[Collected data]
//! Resolved image references.

use base64::{engine::general_purpose::STANDARD, Engine as _};

/// Media type used when a local file's extension is unknown or absent.
pub const DEFAULT_MEDIA_TYPE: &str = "image/jpeg";

/// An image reference ready to be placed in a chat request.
///
/// A `Remote` reference is never read from disk, and an `Inline` reference is
/// never sent as a bare path.
///
/// # Examples
///
/// ```
/// use pictor_core::ImageReference;
///
/// let remote = ImageReference::Remote { url: "https://example.com/cat.png".to_string() };
/// assert_eq!(remote.to_url(), "https://example.com/cat.png");
///
/// let inline = ImageReference::Inline {
///     media_type: "image/png".to_string(),
///     data: vec![0x89, 0x50, 0x4E, 0x47],
/// };
/// assert_eq!(inline.to_url(), "data:image/png;base64,iVBORw==");
/// ```
#[derive(Debug, Clone, PartialEq, Eq, Hash)]
pub enum ImageReference {
    /// Absolute HTTP(S) URL, passed through untouched.
    Remote {
        /// The URL as supplied by the caller
        url: String,
    },
    /// File contents carried inline.
    Inline {
        /// MIME type label, e.g. "image/png"
        media_type: String,
        /// Raw file bytes
        data: Vec<u8>,
    },
}

impl ImageReference {
    /// Serializes the reference into something usable wherever the model API
    /// expects an image URL.
    ///
    /// Inline data becomes `data:<media_type>;base64,<payload>`.
    pub fn to_url(&self) -> String {
        match self {
            Self::Remote { url } => url.clone(),
            Self::Inline { media_type, data } => {
                format!("data:{};base64,{}", media_type, STANDARD.encode(data))
            }
        }
    }

    /// Returns true for references that came from the local filesystem.
    pub fn is_inline(&self) -> bool {
        matches!(self, Self::Inline { .. })
    }
}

** Action item **
All the data above should be restated in full, exactly.

** Task response **
//! Resolved image references.

use base64::{engine::general_purpose::STANDARD, Engine as _};

/// Media type used when a local file's extension is unknown or absent.
pub const DEFAULT_MEDIA_TYPE: &str = "image/jpeg";

/// An image reference ready to be placed in a chat request.
///
/// A `Remote` reference is never read from disk, and an `Inline` reference is
/// never sent as a bare path.
///
/// # Examples
///
/// ```
/// use pictor_core::ImageReference;
///
/// let remote = ImageReference::Remote { url: "https://example.com/cat.png".to_string() };
/// assert_eq!(remote.to_url(), "https://example.com/cat.png");
///
/// let inline = ImageReference::Inline {
///     media_type: "image/png".to_string(),
///     data: vec![0x89, 0x50, 0x4E, 0x47],
/// };
/// assert_eq!(inline.to_url(), "data:image/png;base64,iVBORw==");
/// ```
#[derive(Debug, Clone, PartialEq, Eq, Hash)]
pub enum ImageReference {
    /// Absolute HTTP(S) URL, passed through untouched.
    Remote {
        /// The URL as supplied by the caller
        url: String,
    },
    /// File contents carried inline.
    Inline {
        /// MIME type label, e.g. "image/png"
        media_type: String,
        /// Raw file bytes
        data: Vec<u8>,
    },
}

impl ImageReference {
    /// Serializes the reference into something usable wherever the model API
    /// expects an image URL.
    ///
    /// Inline data becomes `data:<media_type>;base64,<payload>`.
    pub fn to_url(&self) -> String {
        match self {
            Self::Remote { url } => url.clone(),
            Self::Inline { media_type, data } => {
                format!("data:{};base64,{}", media_type, STANDARD.encode(data))
            }
        }
    }

    /// Returns true for references that came from the local filesystem.
    pub fn is_inline(&self) -> bool {
        matches!(self, Self::Inline { .. })
    }
}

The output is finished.